Sunday, May 10, 2009

"If you chance to meet a frown...



Do not let it stay.
Quickly turn it upside down...



and smile that frown away!"



Happy Mother's Day!! See my pretty flowers (from church) and our delicious latke dinner?




The weather this past week was kind of dreary, but today was gorgeous! The week before was pretty nice, too. It put us in a gardening mood. Lil'Nathan planted a whole bunch of flower seeds outside and we've got plans for lettuce and spinach. The kids each planted some sunflowers, which we are starting indoors, to give them a fighting chance with the squirrel that stole lil'Nathan's avocado pit. (Yes, it really did. Who knew squirrels like avocados?)



Mary likes her hair better. We went to the library on Tuesday and the assistant librarian, also named Mary, told her she looked beautiful and wanted to know where she got it cut. When Mary said her mom did it, the librarian said, "Oh, it's so pretty that I thought you went to a beauty shop!" She's liked it ever since.



The day after we left Chicago (where the day before we'd walked right past the American Girl Doll store, complete with a doll hospital)... Mary let out a heartbroken wail from the backseat of the van. She'd just pulled Molly's leg off. Molly was her birthday gift, a doll with long hair and bangs that she could take care of. (We got her on eBay, back in November.) Well, we couldn't do anything about it in the car, and the doll hospital is kind of expensive anyway. So, before we moved to MA, Nathan did a little surgery.

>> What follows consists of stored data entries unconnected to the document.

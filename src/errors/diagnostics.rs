use std::slice::Iter;

use super::errors::Error;

/// Errors of one parse request, kept ordered by source position.
///
/// Records with the same start offset keep their insertion order, so a
/// lexical error and the syntax error it provoked stay in the order they
/// were discovered.
#[derive(Debug, Clone, Default)]
pub struct Diagnostics {
    errors: Vec<Error>,
}

impl Diagnostics {
    pub fn new() -> Self {
        Diagnostics::default()
    }

    pub fn push(&mut self, error: Error) {
        let start = error.get_span().start;
        let at = self
            .errors
            .partition_point(|existing| existing.get_span().start <= start);
        self.errors.insert(at, error);
    }

    pub fn extend(&mut self, errors: impl IntoIterator<Item = Error>) {
        for error in errors {
            self.push(error);
        }
    }

    pub fn len(&self) -> usize {
        self.errors.len()
    }

    pub fn is_empty(&self) -> bool {
        self.errors.is_empty()
    }

    pub fn iter(&self) -> Iter<'_, Error> {
        self.errors.iter()
    }

    /// Whether any recorded error overlaps the byte range `[start, end)`.
    pub fn overlaps(&self, start: usize, end: usize) -> bool {
        self.errors.iter().any(|error| {
            let span = error.get_span();
            span.start < end && start < span.end.max(span.start + 1)
        })
    }

    pub fn as_slice(&self) -> &[Error] {
        &self.errors
    }

    pub fn into_vec(self) -> Vec<Error> {
        self.errors
    }
}

impl<'a> IntoIterator for &'a Diagnostics {
    type Item = &'a Error;
    type IntoIter = Iter<'a, Error>;

    fn into_iter(self) -> Self::IntoIter {
        self.errors.iter()
    }
}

So, here was the problem: A doll with a missing leg. Just the problem for a prosthetist. (Okay, so he's almost an orthotist, not a prosthetist, but they're related.)



He began by removing her head and all her stuffing. (Let's hope for different technique when working with real live patients.)



Once inside, it became obvious that the elastic connecting the other leg was about to break as well. So, he took that one off, too.



We found the strongest elastic in my sewing box and he tied and knotted and melted. Of course, he didn't work alone. Joseph is helping here, but he seemed to feel that his chief job was to run Molly's head (held by the braids) into the other room to show Mary and yell, "Look MaeMae, no head!"



After all the work was done, Molly was re-stuffed and her head was reattached. The patient made a complete recovery (as did her very worried "mother") and bears no scars from her surgery. Excellent surgical skills, if you ask me.